Who needs a parade when there’s drag queens? W.D. Deli, 3123 Broadway, is hosting its Fiesta Drag Brunch on Sunday, April 30. The brunch features a buffet breakfast and an ’80s-themed drag show starring nationally renowned drag professionals lipsynching and dancing on the restaurant’s center stage (OK, it’s just a really fabulous staircase). Tickets are $25 and there are seatings at 11:30 a.m and 1:30 p.m. For info and reservations, call 828-2322.
Wildfire Coffee Roasters has a new coffee blend. Owner and chief roaster Mark Sobhani says the café developed 1836 Texas Blend as a Fiesta-only offering, but the mix of beans from Sumatra, Guatamala, and Brazil has been so popular the roaster has decided to keep it on the menu all year. “It’s our darkest roast ever,” says Sobhani.

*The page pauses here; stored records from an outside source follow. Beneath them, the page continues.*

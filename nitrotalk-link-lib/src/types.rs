//! Bluetooth identifiers shared by the transports and managers

use std::fmt;
use std::str::FromStr;

use derive_more::{Display, Error};
use enumset::{EnumSet, EnumSetType};
use serde::{Deserialize, Serialize};

/// 6-byte device address, most significant byte first as printed
#[derive(Clone, Copy, PartialEq, Eq, Hash, Serialize, Deserialize)]
#[serde(try_from = "String", into = "String")]
pub struct BdAddr(pub [u8; 6]);

#[derive(Debug, Clone, PartialEq, Eq, Display, Error)]
#[display("invalid Bluetooth address: {input}")]
pub struct AddrParseError {
    pub input: String,
}

impl fmt::Display for BdAddr {
    fn fmt(&self, f: &mut fmt::Formatter<'_>) -> fmt::Result {
        let [a, b, c, d, e, g] = self.0;
        write!(f, "{a:02X}:{b:02X}:{c:02X}:{d:02X}:{e:02X}:{g:02X}")
    }
}

impl fmt::Debug for BdAddr {
    fn fmt(&self, f: &mut fmt::Formatter<'_>) -> fmt::Result {
        fmt::Display::fmt(self, f)
    }
}

impl FromStr for BdAddr {
    type Err = AddrParseError;

    fn from_str(s: &str) -> Result<Self, Self::Err> {
        let err = || AddrParseError {
            input: s.to_string(),
        };
        let mut bytes = [0u8; 6];
        let mut parts = s.split([':', '-']);
        for byte in &mut bytes {
            let part = parts.next().ok_or_else(err)?;
            if part.len() != 2 {
                return Err(err());
            }
            *byte = u8::from_str_radix(part, 16).map_err(|_| err())?;
        }
        if parts.next().is_some() {
            return Err(err());
        }
        Ok(Self(bytes))
    }
}

impl TryFrom<String> for BdAddr {
    type Error = AddrParseError;

    fn try_from(value: String) -> Result<Self, Self::Error> {
        value.parse()
    }
}

impl From<BdAddr> for String {
    fn from(addr: BdAddr) -> Self {
        addr.to_string()
    }
}

/// BLE address type captured from the advertisement
#[derive(Debug, Clone, Copy, PartialEq, Eq, Default)]
pub enum AddrType {
    #[default]
    Public,
    Random,
    RpaPublic,
    RpaRandom,
}

impl AddrType {
    /// From the controller's numeric encoding
    pub const fn from_raw(raw: u32) -> Self {
        match raw {
            1 => Self::Random,
            2 => Self::RpaPublic,
            3 => Self::RpaRandom,
            _ => Self::Public,
        }
    }

    pub const fn to_raw(self) -> u32 {
        match self {
            Self::Public => 0,
            Self::Random => 1,
            Self::RpaPublic => 2,
            Self::RpaRandom => 3,
        }
    }
}

/// Attribute UUID. 128-bit values are stored little-endian, the order the
/// Bluetooth controller uses on the wire.
#[derive(Clone, Copy, PartialEq, Eq, Hash)]
pub enum BtUuid {
    U16(u16),
    U128([u8; 16]),
}

impl BtUuid {
    /// Bluetooth base UUID 00000000-0000-1000-8000-00805F9B34FB, little-endian
    const BASE: [u8; 16] = [
        0xFB, 0x34, 0x9B, 0x5F, 0x80, 0x00, 0x00, 0x80, 0x00, 0x10, 0x00, 0x00, 0x00, 0x00, 0x00, 0x00,
    ];

    /// Build a 128-bit UUID from its printed big-endian form
    pub const fn from_u128(value: u128) -> Self {
        Self::U128(value.to_le_bytes())
    }

    /// A 16-bit UUID may arrive in its expanded 128-bit form
    fn short(&self) -> Option<u16> {
        match *self {
            Self::U16(v) => Some(v),
            Self::U128(b) => {
                let mut base = Self::BASE;
                base[12] = b[12];
                base[13] = b[13];
                (base == b).then(|| u16::from_le_bytes([b[12], b[13]]))
            }
        }
    }

    /// Equality that treats a 16-bit UUID and its base expansion as the same
    pub fn matches(&self, other: &BtUuid) -> bool {
        match (self.short(), other.short()) {
            (Some(a), Some(b)) => a == b,
            (None, None) => self == other,
            _ => false,
        }
    }
}

impl fmt::Debug for BtUuid {
    fn fmt(&self, f: &mut fmt::Formatter<'_>) -> fmt::Result {
        match *self {
            Self::U16(v) => write!(f, "0x{v:04X}"),
            Self::U128(b) => {
                let v = u128::from_le_bytes(b);
                write!(
                    f,
                    "{:08X}-{:04X}-{:04X}-{:04X}-{:012X}",
                    v >> 96,
                    (v >> 80) & 0xFFFF,
                    (v >> 64) & 0xFFFF,
                    (v >> 48) & 0xFFFF,
                    v & 0xFFFF_FFFF_FFFF
                )
            }
        }
    }
}

/// Characteristic capability bits
#[derive(EnumSetType, Debug)]
pub enum CharProperty {
    Broadcast,
    Read,
    WriteNoResponse,
    Write,
    Notify,
    Indicate,
}

impl CharProperty {
    /// Decode the GATT characteristic properties byte
    pub fn from_bits(bits: u8) -> EnumSet<Self> {
        let table = [
            (0x01, Self::Broadcast),
            (0x02, Self::Read),
            (0x04, Self::WriteNoResponse),
            (0x08, Self::Write),
            (0x10, Self::Notify),
            (0x20, Self::Indicate),
        ];
        table
            .into_iter()
            .filter(|(mask, _)| bits & mask != 0)
            .map(|(_, prop)| prop)
            .collect()
    }
}

#[derive(Debug, Clone, Copy, PartialEq, Eq)]
pub struct Characteristic {
    pub uuid: BtUuid,
    pub handle: u16,
    pub properties: EnumSet<CharProperty>,
}

impl Characteristic {
    pub fn can_notify(&self) -> bool {
        self.properties.contains(CharProperty::Notify)
    }

    pub fn can_write(&self) -> bool {
        !self
            .properties
            .is_disjoint(CharProperty::Write | CharProperty::WriteNoResponse)
    }
}

/// Attribute handle range of a discovered service
#[derive(Debug, Clone, Copy, PartialEq, Eq)]
pub struct ServiceRange {
    pub start: u16,
    pub end: u16,
}

/// Transport-assigned connection identifier
pub type ConnId = u16;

While these coffees can be smooth and nutty when lightly roasted, the dark roast has “a big and rich flavor, but it also still has a little bit of that earthy flavor. We thought the really dark roast was appropriate for Fiesta.”
In other news, Mark Bliss, the golden-boy chef who first put Silo on the map, has come in from the cold. Or maybe from the heat. He’s spent the past few years cooking on movie sets for the likes of Tommy Lee Jones and consulting at restaurants in cities around the country, including Portland, Oregon.
Interviewed in his first week back at Silo, Bliss marveled that he “walked in, and a lot of the same guys were still here.” Those guys naturally include chef Gus Ortiz, who has done a bang-up job keeping things running since Bliss’s departure.
The plan is for Ortiz and Bliss to co-chef at Silo until December, when Ortiz will move to the restaurant’s second location at Blanco and 1604, which architect Davis Sprinkle is designing. Although the restaurants will share a core menu, Bliss says each chef will have the opportunity to create his own specials. “I think I’ll step away from Asian a little and concentrate more on South Texas,” he muses, adding that the stint in Portland introduced him to a simpler style of cooking focused on exceptional ingredients (“and lots of hazelnuts”).
Bliss is also working on a new mix-and-match prix-fixe menu to supplement the regular menu selections — which he’ll cook on a brand-new range and serve on brand-new tableware. The stove will be delivered just as soon as they figured out how to get the old one out. “I think we must have installed this one before we put in the windows `overlooking the bar`,” Bliss speculates, invoking images of hoisting the behemoth up and over the old railing. “Maybe we’ll have to torch it apart.” Wish we could have stayed for the show.